The fptsdekd() functions

A new algorithm based on the Monte Carlo technique to generate the random variable FPT of a time homogeneous diffusion process (1, 2 and 3D) through a time-dependent boundary, order to estimate her probability density function.

Let \(X_t\) be a diffusion process which is the unique solution of the following stochastic differential equation:

\[\begin{equation}\label{eds01} dX_t = \mu(t,X_t) dt + \sigma(t,X_t) dW_t,\quad X_{t_{0}}=x_{0} \end{equation}\]

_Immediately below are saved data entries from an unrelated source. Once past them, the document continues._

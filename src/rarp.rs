//! RARP responder (RFC 903).
//!
//! Legacy workstation firmware broadcasts a reverse-ARP request ("who am
//! I?") carrying only its own MAC; the responder answers with the address
//! the shared allocator assigns to that MAC. Because the allocator is the
//! same one BOOTP uses, a client that later switches to DHCP keeps the
//! address RARP first told it.
//!
//! Capturing EtherType 0x8035 needs a raw packet socket and the privileges
//! that go with it. The socket is isolated behind the [`RarpLink`] trait
//! with one concrete implementation per platform; the protocol logic
//! consumes parsed frames and produces reply bytes, and is testable
//! without any socket at all.

use std::io;
use std::net::Ipv4Addr;
use std::sync::Arc;

use tracing::{debug, info};

use crate::allocator::{Ipv4Allocator, MacAddr};

/// EtherType of (reverse) ARP-over-Ethernet frames served here.
pub const ETHERTYPE_RARP: u16 = 0x8035;

/// RARP opcode: request-reverse ("what is my protocol address?").
const OP_REQUEST_REVERSE: u16 = 3;
/// RARP opcode: reply-reverse.
const OP_REPLY_REVERSE: u16 = 4;

/// Ethernet header plus the fixed 28-byte ARP body.
const FRAME_LEN: usize = 42;

/// Transport seam for the responder: one frame in, one frame out.
///
/// The real implementation is a bound packet socket; tests drive the
/// protocol logic directly through [`build_reply`] instead.
pub trait RarpLink: Send {
    /// Receives one frame, blocking until one arrives.
    fn recv(&mut self, buf: &mut [u8]) -> io::Result<usize>;
    /// Transmits one frame.
    fn send(&mut self, frame: &[u8]) -> io::Result<()>;
}

/// Builds the reply frame for a single received frame, or `None` when the
/// frame is not a RARP request or no address can be allocated.
///
/// The reply carries the allocated address in the target fields and the
/// server's own MAC and address in the sender fields, per RFC 903.
pub fn build_reply(
    frame: &[u8],
    server_mac: MacAddr,
    server_ip: Ipv4Addr,
    allocator: &Ipv4Allocator,
) -> Option<Vec<u8>> {
    if frame.len() < FRAME_LEN {
        return None;
    }
    if u16::from_be_bytes([frame[12], frame[13]]) != ETHERTYPE_RARP {
        return None;
    }
    let arp = &frame[14..FRAME_LEN];
    let htype = u16::from_be_bytes([arp[0], arp[1]]);
    let ptype = u16::from_be_bytes([arp[2], arp[3]]);
    let (hlen, plen) = (arp[4], arp[5]);
    let opcode = u16::from_be_bytes([arp[6], arp[7]]);
    if htype != 1 || ptype != 0x0800 || hlen != 6 || plen != 4 {
        return None;
    }
    if opcode != OP_REQUEST_REVERSE {
        return None;
    }

    let mut sender_mac = [0_u8; 6];
    sender_mac.copy_from_slice(&arp[8..14]);

    let ip = allocator.allocate_for_mac(sender_mac)?;

    let mut reply = Vec::with_capacity(FRAME_LEN);
    reply.extend_from_slice(&sender_mac);
    reply.extend_from_slice(&server_mac);
    reply.extend_from_slice(&ETHERTYPE_RARP.to_be_bytes());
    reply.extend_from_slice(&1_u16.to_be_bytes());
    reply.extend_from_slice(&0x0800_u16.to_be_bytes());
    reply.push(6);
    reply.push(4);
    reply.extend_from_slice(&OP_REPLY_REVERSE.to_be_bytes());
    reply.extend_from_slice(&server_mac);
    reply.extend_from_slice(&server_ip.octets());
    reply.extend_from_slice(&sender_mac);
    reply.extend_from_slice(&ip.octets());
    Some(reply)
}

/// The responder's receive loop over some [`RarpLink`].
pub struct RarpServer {
    link: Box<dyn RarpLink>,
    server_mac: MacAddr,
    server_ip: Ipv4Addr,
    allocator: Arc<Ipv4Allocator>,
}

impl RarpServer {
    pub fn new(
        link: Box<dyn RarpLink>,
        server_mac: MacAddr,
        server_ip: Ipv4Addr,
        allocator: Arc<Ipv4Allocator>,
    ) -> Self {
        Self {
            link,
            server_mac,
            server_ip,
            allocator,
        }
    }

    /// Receives and answers requests until the link fails.
    ///
    /// Frames that are not RARP requests, and requests the allocator
    /// cannot satisfy, are dropped silently.
    pub fn handle_forever(&mut self) -> io::Result<()> {
        let mut buf = [0_u8; 1600];
        loop {
            let n = self.link.recv(&mut buf)?;
            let Some(reply) = build_reply(&buf[..n], self.server_mac, self.server_ip, &self.allocator)
            else {
                debug!(target: "rarp", "ignoring {n}-byte frame");
                continue;
            };
            // Target protocol address sits in the last 4 bytes of the reply.
            let assigned: [u8; 4] = reply[FRAME_LEN - 4..].try_into().unwrap_or_default();
            info!(
                target: "rarp",
                "answered {:02x?} with {}",
                &reply[..6],
                Ipv4Addr::from(assigned)
            );
            self.link.send(&reply)?;
        }
    }
}

/// Raw `AF_PACKET` socket bound to one interface and filtered to RARP.
#[cfg(target_os = "linux")]
pub struct PacketSocket {
    fd: std::os::fd::OwnedFd,
}

#[cfg(target_os = "linux")]
impl PacketSocket {
    /// Opens a raw packet socket for EtherType 0x8035 on the interface
    /// with the given kernel index. Requires CAP_NET_RAW.
    pub fn open(ifindex: u32) -> io::Result<Self> {
        use std::os::fd::{AsRawFd, FromRawFd, OwnedFd};

        let protocol = ETHERTYPE_RARP.to_be() as libc::c_int;
        let fd = unsafe { libc::socket(libc::AF_PACKET, libc::SOCK_RAW, protocol) };
        if fd < 0 {
            return Err(io::Error::last_os_error());
        }
        let fd = unsafe { OwnedFd::from_raw_fd(fd) };

        let mut sll: libc::sockaddr_ll = unsafe { std::mem::zeroed() };
        sll.sll_family = libc::AF_PACKET as libc::sa_family_t;
        sll.sll_protocol = ETHERTYPE_RARP.to_be();
        sll.sll_ifindex = ifindex as libc::c_int;
        let rc = unsafe {
            libc::bind(
                fd.as_raw_fd(),
                &sll as *const libc::sockaddr_ll as *const libc::sockaddr,
                std::mem::size_of::<libc::sockaddr_ll>() as libc::socklen_t,
            )
        };
        if rc < 0 {
            return Err(io::Error::last_os_error());
        }
        Ok(Self { fd })
    }
}

/// Placeholder on platforms without packet sockets; opening always fails,
/// which startup reports as an unusable interface.
#[cfg(not(target_os = "linux"))]
pub struct PacketSocket;

#[cfg(not(target_os = "linux"))]
impl PacketSocket {
    pub fn open(_ifindex: u32) -> io::Result<Self> {
        Err(io::Error::new(
            io::ErrorKind::Unsupported,
            "raw RARP capture is only implemented for Linux",
        ))
    }
}

#[cfg(not(target_os = "linux"))]
impl RarpLink for PacketSocket {
    fn recv(&mut self, _buf: &mut [u8]) -> io::Result<usize> {
        Err(io::Error::from(io::ErrorKind::Unsupported))
    }

    fn send(&mut self, _frame: &[u8]) -> io::Result<()> {
        Err(io::Error::from(io::ErrorKind::Unsupported))
    }
}

#[cfg(target_os = "linux")]
impl RarpLink for PacketSocket {
    fn recv(&mut self, buf: &mut [u8]) -> io::Result<usize> {
        use std::os::fd::AsRawFd;
        let n = unsafe {
            libc::recv(
                self.fd.as_raw_fd(),
                buf.as_mut_ptr() as *mut libc::c_void,
                buf.len(),
                0,
            )
        };
        if n < 0 {
            return Err(io::Error::last_os_error());
        }
        Ok(n as usize)
    }

    fn send(&mut self, frame: &[u8]) -> io::Result<()> {
        use std::os::fd::AsRawFd;
        let n = unsafe {
            libc::send(
                self.fd.as_raw_fd(),
                frame.as_ptr() as *const libc::c_void,
                frame.len(),
                0,
            )
        };
        if n < 0 {
            return Err(io::Error::last_os_error());
        }
        Ok(())
    }
}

if \(S(t)\) is a time-dependent boundary, we are interested in generating the first passage time (FPT) of the diffusion process through this boundary that is we will study the following random variable:

\[ \tau_{S(t)}= \left\{ \begin{array}{ll} inf \left\{t: X_{t} \geq S(t)|X_{t_{0}}=x_{0} \right\} & \hbox{if} \quad x_{0} \leq S(t_{0}) \\ inf \left\{t: X_{t} \leq S(t)|X_{t_{0}}=x_{0} \right\} & \hbox{if} \quad x_{0} \geq S(t_{0}) \end{array} \right. \]

The main arguments to ‘random’ fptsdekd() (where k=1,2,3) consist:

The following statistical measures (S3 method) for class fptsdekd() can be approximated for F.P.T \(\tau_{S(t)}\):

The main arguments to ‘density’ dfptsdekd() (where k=1,2,3) consist:

Examples

FPT for 1-Dim SDE

Consider the following SDE and linear boundary:

\[\begin{align*} dX_{t}= & (1-0.5 X_{t}) dt + dW_{t},~x_{0} =1.7.\\ S(t)= & 2(1-sinh(0.5t)) \end{align*}\]

Generating the first passage time (FPT) of this model through this boundary: \[ \tau_{S(t)}= \inf \left\{t: X_{t} \geq S(t) |X_{t_{0}}=x_{0} \right\} ~~ \text{if} \quad x_{0} \leq S(t_{0}) \]

Set the model \(X_t\):

R> f <- expression( (1-0.5*x) )
R> g <- expression( 1 )
R> mod1d <- snssde1d(drift=f,diffusion=g,x0=1.7,M=1000,method="taylor")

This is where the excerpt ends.